Triggered by the bridge parsing paper that Emma Nilsson-Nyman presented at SLE 2008, we started working in 2009 on error recovery for SGLR parsing in order to make Spoofax editors robust in the presence of syntactic errors. Most editor services, from syntax highlighting to code completion, depend on an abstract syntax tree. Since the programs are frequently in a syntactically incorrect state during editing, many editor services would break without parse error recovery.
Because of the parallel forking nature of GLR parsing, error recovery looked like an impossible problem to solve. We ended up developing an interesting mix of techniques consisting of permissive grammars, a back-tracking extension of SGLR, and layout-sensitive error region discovery that produce good error recovery without language designer intervention.
However, evaluating the quality of error recovery turned to be a laborious process with lots of pitfalls. In an ASE 2012 short paper that Maartje presented last week at the conference, a solution to this problem is presented. By generating programs with errors from correct programs, we cheaply get a large collection of test programs for which we know a good recovery. The generators randomly insert errors guided by rules about typical types of errors that occur during programming.
Maartje de Jonge, Eelco Visser. Automated Evaluation of Syntax Error Recovery. In 27th IEEE/ACM International Conference on Automated Software Engineering (ASE 2012), September 3-7, Essen, Germany. pages 322-325, ACM, 2012.

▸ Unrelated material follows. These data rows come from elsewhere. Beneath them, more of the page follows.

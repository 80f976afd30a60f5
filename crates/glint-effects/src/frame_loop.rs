//! Cancellable fixed-rate frame loop.

use std::time::{Duration, Instant};

use glint_core::{Animation, Surface};
use tokio_util::sync::CancellationToken;

/// Fixed-rate frame deadlines.
///
/// After a stall the next deadline is "now" rather than a backlog of missed
/// frames, so a slow frame never triggers a burst of catch-up ticks.
#[derive(Debug, Clone)]
pub struct FramePacer {
    interval: Duration,
    next_frame: Instant,
}

impl FramePacer {
    pub fn new(interval: Duration) -> Self {
        Self {
            interval,
            next_frame: Instant::now(),
        }
    }

    /// Advance by one frame and return when that frame is due.
    pub fn next_deadline(&mut self) -> Instant {
        self.next_frame += self.interval;
        let now = Instant::now();
        if self.next_frame < now {
            self.next_frame = now;
        }
        self.next_frame
    }

    /// Block until the next frame is due.
    pub fn wait(&mut self) {
        let deadline = self.next_deadline();
        std::thread::sleep(deadline.saturating_duration_since(Instant::now()));
    }
}

/// Tick `animation` onto `surface` every `interval` until `cancel` fires.
///
/// The token is checked at the top of every iteration, so a token that is
/// already cancelled runs no ticks at all. Returns the number of ticks run.
pub fn run_until_cancelled<A, S>(
    animation: &mut A,
    surface: &mut S,
    cancel: &CancellationToken,
    interval: Duration,
) -> u64
where
    A: Animation + ?Sized,
    S: Surface,
{
    let mut ticks = 0;
    let mut pacer = FramePacer::new(interval);

    while !cancel.is_cancelled() {
        animation.tick(surface);
        ticks += 1;
        pacer.wait();
    }

    tracing::debug!(ticks, "frame loop cancelled");
    ticks
}

#[cfg(test)]
mod tests {
    use std::thread;

    use glint_core::{DrawList, Point, Rgba, Size};

    use super::*;

    /// Counts ticks and cancels itself after a fixed number.
    struct CountDown {
        remaining: u32,
        cancel: CancellationToken,
    }

    impl Animation for CountDown {
        fn tick(&mut self, surface: &mut dyn Surface) {
            surface.fill_circle(Point::default(), 1.0, Rgba::default());
            self.remaining -= 1;
            if self.remaining == 0 {
                self.cancel.cancel();
            }
        }

        fn resize(&mut self, _size: Size) {}
    }

    #[test]
    fn test_pacer_spaces_deadlines_by_interval() {
        let mut pacer = FramePacer::new(Duration::from_secs(60));
        let first = pacer.next_deadline();
        let second = pacer.next_deadline();
        assert_eq!(second - first, Duration::from_secs(60));
        assert!(first > Instant::now());
    }

    #[test]
    fn test_pacer_skips_missed_frames() {
        let mut pacer = FramePacer::new(Duration::from_millis(1));
        thread::sleep(Duration::from_millis(20));
        let before = Instant::now();
        // Without skipping, this deadline would be 19ms in the past.
        assert!(pacer.next_deadline() >= before);
    }

    #[test]
    fn test_cancelled_token_runs_nothing() {
        let cancel = CancellationToken::new();
        cancel.cancel();
        let mut anim = CountDown {
            remaining: 10,
            cancel: cancel.clone(),
        };
        let mut surface = DrawList::new(Size::new(1.0, 1.0));

        let ticks = run_until_cancelled(&mut anim, &mut surface, &cancel, Duration::ZERO);
        assert_eq!(ticks, 0);
        assert!(surface.commands().is_empty());
    }

    #[test]
    fn test_stops_right_after_cancel() {
        let cancel = CancellationToken::new();
        let mut anim = CountDown {
            remaining: 3,
            cancel: cancel.clone(),
        };
        let mut surface = DrawList::new(Size::new(1.0, 1.0));

        let ticks = run_until_cancelled(&mut anim, &mut surface, &cancel, Duration::ZERO);
        assert_eq!(ticks, 3);
        assert_eq!(surface.commands().len(), 3);
    }

    #[test]
    fn test_cancel_from_another_thread() {
        let cancel = CancellationToken::new();
        let remote = cancel.clone();
        let handle = thread::spawn(move || {
            thread::sleep(Duration::from_millis(30));
            remote.cancel();
        });

        let mut anim = CountDown {
            remaining: u32::MAX,
            cancel: cancel.clone(),
        };
        let mut surface = DrawList::new(Size::new(1.0, 1.0));
        let ticks =
            run_until_cancelled(&mut anim, &mut surface, &cancel, Duration::from_millis(1));

        handle.join().unwrap();
        assert!(ticks > 0);
        assert!(cancel.is_cancelled());
    }
}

Abstract: Evaluation of parse error recovery techniques is an open problem. The community lacks objective standards and methods to measure the quality of recovery results. This paper proposes an automated technique for recovery evaluation that offers a solution for two main problems in this area. First, a representative testset is generated by a mutation based fuzzing technique that applies knowledge about common syntax errors. Secondly, the quality of the recovery results is automatically measured using an oracle-based evaluation technique. We evaluate the validity of our approach by comparing results obtained by automated evaluation with results obtained by manual inspection. The evaluation shows a clear correspondence between our quality metric and human judgement.